• [DATA FOR ANALYSIS]
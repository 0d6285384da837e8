use crate::config::{Config, DEFAULT_CONFIG_NAME};
use anyhow::Result;
use clap::Args;
use colored::Colorize;
use std::fs;
use std::path::Path;

#[derive(Debug, Args)]
pub struct InitArgs {
    /// Directory for form files
    #[arg(short = 'd', long, default_value = "forms")]
    pub forms_dir: String,

    /// Force overwrite existing config
    #[arg(short, long)]
    pub force: bool,
}

pub fn init(args: InitArgs, cwd: &Path) -> Result<()> {
    let config_path = cwd.join(DEFAULT_CONFIG_NAME);

    // Check if config already exists
    if config_path.exists() && !args.force {
        println!(
            "{} {} already exists",
            "⚠️".yellow(),
            DEFAULT_CONFIG_NAME.bright_white()
        );
        println!("Use --force to overwrite");
        return Ok(());
    }

    println!(
        "{}",
        "📝 Initializing Formcraft project...".bright_blue().bold()
    );

    let config = Config {
        forms_dir: args.forms_dir.clone(),
        ..Config::default()
    };

    let forms_dir = config.get_forms_dir(cwd);
    if !forms_dir.exists() {
        fs::create_dir_all(&forms_dir)?;
        println!("  {} Created {}/", "✓".green(), args.forms_dir);
    }

    let config_json = serde_json::to_string_pretty(&config)?;
    fs::write(&config_path, config_json)?;

    println!("  {} Created {}", "✓".green(), DEFAULT_CONFIG_NAME);
    println!();
    println!("{}", "✅ Project initialized!".green().bold());
    println!();
    println!("Next steps:");
    println!("  1. Run: formcraft new contact --name \"Contact us\"");
    println!("  2. Run: formcraft preview contact");

    Ok(())
}
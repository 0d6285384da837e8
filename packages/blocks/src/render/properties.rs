//! Property editor: a validated edit surface for one block
//!
//! Each change is checked against the block's schema on its own. An invalid
//! change is flagged on its field and kept out of the committed attributes;
//! a valid change yields the complete, merged attribute set ready to be
//! written back to the tree.

use super::VNode;
use crate::block::{Attributes, BlockInstance, BlockTarget, BlockType};
use crate::schema::{FieldKind, Schema};
use serde_json::Value;
use std::collections::BTreeMap;

#[derive(Debug, Clone)]
pub struct PropertyEditor {
    target: BlockTarget,
    block_type: BlockType,
    title: String,
    schema: &'static Schema,
    committed: Attributes,
    errors: BTreeMap<String, String>,
}

impl PropertyEditor {
    pub fn new(
        target: BlockTarget,
        block: &BlockInstance,
        schema: &'static Schema,
        title: impl Into<String>,
    ) -> Self {
        Self {
            target,
            block_type: block.block_type,
            title: title.into(),
            schema,
            committed: block.attributes.clone(),
            errors: BTreeMap::new(),
        }
    }

    pub fn target(&self) -> &BlockTarget {
        &self.target
    }

    pub fn block_type(&self) -> BlockType {
        self.block_type
    }

    pub fn title(&self) -> &str {
        &self.title
    }

    /// Attributes as of the last valid change
    pub fn attributes(&self) -> &Attributes {
        &self.committed
    }

    pub fn errors(&self) -> &BTreeMap<String, String> {
        &self.errors
    }

    pub fn error(&self, field: &str) -> Option<&str> {
        self.errors.get(field).map(String::as_str)
    }

    pub fn is_valid(&self) -> bool {
        self.errors.is_empty()
    }

    /// Apply one field change
    ///
    /// Returns the full attribute set to commit when the change is valid;
    /// otherwise records a field-level error and returns `None`.
    pub fn set(&mut self, field: &str, value: Value) -> Option<Attributes> {
        let mut partial = Attributes::new();
        partial.insert(field.to_string(), value);

        match self.schema.validate_partial(&partial) {
            Ok(()) => {
                self.errors.remove(field);
                self.committed = Schema::merge(&self.committed, &partial);
                Some(self.committed.clone())
            }
            Err(err) => {
                for field_error in err.fields {
                    self.errors.insert(field_error.field, field_error.reason);
                }
                None
            }
        }
    }

    /// Append an item to a list field such as `options`
    pub fn push_item(&mut self, field: &str, item: impl Into<String>) -> Option<Attributes> {
        let mut items = self.list(field);
        items.push(Value::String(item.into()));
        self.set(field, Value::Array(items))
    }

    /// Append the next numbered default option (`Option N`)
    pub fn add_option(&mut self) -> Option<Attributes> {
        let next = self.list("options").len() + 1;
        self.push_item("options", format!("Option {}", next))
    }

    pub fn set_item(&mut self, field: &str, index: usize, item: impl Into<String>) -> Option<Attributes> {
        let mut items = self.list(field);
        let slot = items.get_mut(index)?;
        *slot = Value::String(item.into());
        self.set(field, Value::Array(items))
    }

    pub fn remove_item(&mut self, field: &str, index: usize) -> Option<Attributes> {
        let mut items = self.list(field);
        if index >= items.len() {
            return None;
        }
        items.remove(index);
        self.set(field, Value::Array(items))
    }

    /// Re-sync with the tree after an external change to the block
    pub fn reset(&mut self, block: &BlockInstance) {
        self.committed = block.attributes.clone();
        self.errors.clear();
    }

    fn list(&self, field: &str) -> Vec<Value> {
        self.committed
            .get(field)
            .and_then(Value::as_array)
            .cloned()
            .unwrap_or_default()
    }

    /// Form markup of the edit surface
    pub fn view(&self) -> VNode {
        let header = VNode::element("div")
            .with_class("properties-header")
            .with_child(VNode::text(&self.title));

        let rows = self
            .schema
            .fields()
            .iter()
            .map(|spec| {
                let value = self.committed.get(spec.name);
                let input = match spec.kind {
                    FieldKind::Bool => VNode::element("input")
                        .with_attr("type", "checkbox")
                        .with_flag("checked", value.and_then(Value::as_bool).unwrap_or(false)),
                    FieldKind::Integer { min, max } => VNode::element("input")
                        .with_attr("type", "number")
                        .with_attr("min", min.to_string())
                        .with_attr("max", max.to_string())
                        .with_attr("value", display(value)),
                    FieldKind::Number { min, max } => VNode::element("input")
                        .with_attr("type", "number")
                        .with_attr("min", min.to_string())
                        .with_attr("max", max.to_string())
                        .with_attr("value", display(value)),
                    FieldKind::Choice { values } => VNode::element("select").with_children(
                        values
                            .iter()
                            .map(|choice| {
                                VNode::element("option")
                                    .with_attr("value", *choice)
                                    .with_flag(
                                        "selected",
                                        value.and_then(Value::as_str) == Some(*choice),
                                    )
                                    .with_child(VNode::text(*choice))
                            })
                            .collect(),
                    ),
                    FieldKind::TextList { .. } => VNode::element("ul").with_children(
                        value
                            .and_then(Value::as_array)
                            .map(|items| {
                                items
                                    .iter()
                                    .map(|item| {
                                        VNode::element("li").with_child(
                                            VNode::element("input")
                                                .with_attr("value", item.as_str().unwrap_or_default()),
                                        )
                                    })
                                    .collect()
                            })
                            .unwrap_or_default(),
                    ),
                    FieldKind::Text { .. } => VNode::element("input")
                        .with_attr("type", "text")
                        .with_attr("value", display(value)),
                };

                let mut row = VNode::element("div")
                    .with_class("property-row")
                    .with_attr("data-field", spec.name)
                    .with_child(VNode::element("label").with_child(VNode::text(spec.label)))
                    .with_child(input.with_attr("name", spec.name));
                if let Some(reason) = self.errors.get(spec.name) {
                    row = row.with_child(
                        VNode::element("p")
                            .with_class("field-error")
                            .with_child(VNode::text(reason)),
                    );
                }
                row
            })
            .collect();

        VNode::element("form")
            .with_class("properties")
            .with_attr("data-target", self.target.block_id())
            .with_child(header)
            .with_children(rows)
    }
}

fn display(value: Option<&Value>) -> String {
    match value {
        Some(Value::String(s)) => s.clone(),
        Some(Value::Null) | None => String::new(),
        Some(other) => other.to_string(),
    }
}
//! Error types for the panel daemon

use thiserror::Error;

/// Main error type for the panel daemon
#[derive(Error, Debug)]
pub enum PanelError {
    #[error("IO error: {0}")]
    IoError(#[from] std::io::Error),

    #[error("JSON error: {0}")]
    JsonError(#[from] serde_json::Error),

    #[error("HTTP error: {0}")]
    HttpError(#[from] reqwest::Error),

    #[error("Not found: {0}")]
    NotFound(String),

    #[error("Conflict: {0}")]
    Conflict(String),

    #[error("{0}")]
    CommandFailed(String),

    #[error("Health check timed out after {attempts} attempts")]
    HealthCheckTimeout { attempts: u32 },

    #[error("Invalid transition: {from} -> {to}")]
    InvalidTransition { from: String, to: String },

    #[error("Storage error: {0}")]
    StorageError(String),

    #[error("Configuration error: {0}")]
    ConfigError(String),

    #[error("Server error: {0}")]
    ServerError(String),

    #[error("Shutdown error: {0}")]
    ShutdownError(String),

    #[error("Validation error: {0}")]
    ValidationError(String),

    #[error("Internal error: {0}")]
    Internal(String),
}

impl From<anyhow::Error> for PanelError {
    fn from(err: anyhow::Error) -> Self {
        PanelError::Internal(err.to_string())
    }
}
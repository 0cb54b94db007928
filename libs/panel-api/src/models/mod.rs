//! Panel API models

use serde::{Deserialize, Serialize};

/// Default page size for deployment listings
pub const DEFAULT_DEPLOYMENT_LIMIT: usize = 20;

/// Health response
#[derive(Debug, Clone, Serialize, Deserialize)]
pub struct HealthResponse {
    pub status: String,
    pub service: String,
    pub version: String,
}

/// Version response
#[derive(Debug, Clone, Serialize, Deserialize)]
pub struct VersionResponse {
    pub version: String,
    pub git_hash: String,
    pub build_time: String,
}

/// Body of a start-deploy request
#[derive(Debug, Clone, Default, Serialize, Deserialize)]
pub struct StartDeployRequest {
    /// Branch to pull; the daemon falls back to `main`
    #[serde(default, skip_serializing_if = "Option::is_none")]
    pub branch: Option<String>,
}

/// Query parameters of the deployment listing
#[derive(Debug, Clone, Serialize, Deserialize)]
pub struct ListDeploymentsQuery {
    #[serde(default = "default_limit")]
    pub limit: usize,

    #[serde(default)]
    pub offset: usize,
}

fn default_limit() -> usize {
    DEFAULT_DEPLOYMENT_LIMIT
}

impl Default for ListDeploymentsQuery {
    fn default() -> Self {
        Self {
            limit: DEFAULT_DEPLOYMENT_LIMIT,
            offset: 0,
        }
    }
}

/// A page of deployments, newest first
#[derive(Debug, Clone, Serialize, Deserialize)]
pub struct DeploymentListResponse<T> {
    pub deployments: Vec<T>,
    pub total: usize,
}

/// Machine-readable error body
#[derive(Debug, Clone, Serialize, Deserialize)]
pub struct ErrorResponse {
    /// Stable error code, e.g. `DEPLOY_IN_PROGRESS`
    pub error: String,
    pub message: String,
}

/// Error codes returned by the panel
pub mod codes {
    pub const NOT_FOUND: &str = "NOT_FOUND";
    pub const DEPLOY_IN_PROGRESS: &str = "DEPLOY_IN_PROGRESS";
    pub const BAD_REQUEST: &str = "BAD_REQUEST";
    pub const INTERNAL: &str = "INTERNAL_ERROR";
}
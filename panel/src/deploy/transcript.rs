//! Per-run log buffer that mirrors every line onto the event bus

use std::sync::Arc;

use crate::deploy::executor::OutputStream;
use crate::events::bus::{DeployEvent, EventBus, LogLineEvent};

/// Log lines of one deployment run
pub struct Transcript {
    deployment_id: String,
    project_path: String,
    lines: Vec<String>,
    bus: Arc<dyn EventBus>,
}

impl Transcript {
    pub fn new(deployment_id: &str, project_path: &str, bus: Arc<dyn EventBus>) -> Self {
        Self {
            deployment_id: deployment_id.to_string(),
            project_path: project_path.to_string(),
            lines: Vec::new(),
            bus,
        }
    }

    /// Append a line and publish it
    pub fn push(&mut self, line: impl Into<String>) {
        let line = line.into();
        self.bus.publish(DeployEvent::Log(LogLineEvent {
            deployment_id: self.deployment_id.clone(),
            project_path: self.project_path.clone(),
            line: line.clone(),
        }));
        self.lines.push(line);
    }

    /// Append a command output line, prefixed with its stream name
    pub fn output(&mut self, stream: OutputStream, line: &str) {
        self.push(format!("[{}] {}", stream.as_str(), line));
    }

    pub fn lines(&self) -> &[String] {
        &self.lines
    }

    /// Newline-joined transcript
    pub fn text(&self) -> String {
        self.lines.join("\n")
    }
}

• [THE TASK] Your task is to show every line of the listing above containing "DeployEvent".

• [WRITTEN SOLUTION]
use crate::events::bus::{DeployEvent, EventBus, LogLineEvent};
        self.bus.publish(DeployEvent::Log(LogLineEvent {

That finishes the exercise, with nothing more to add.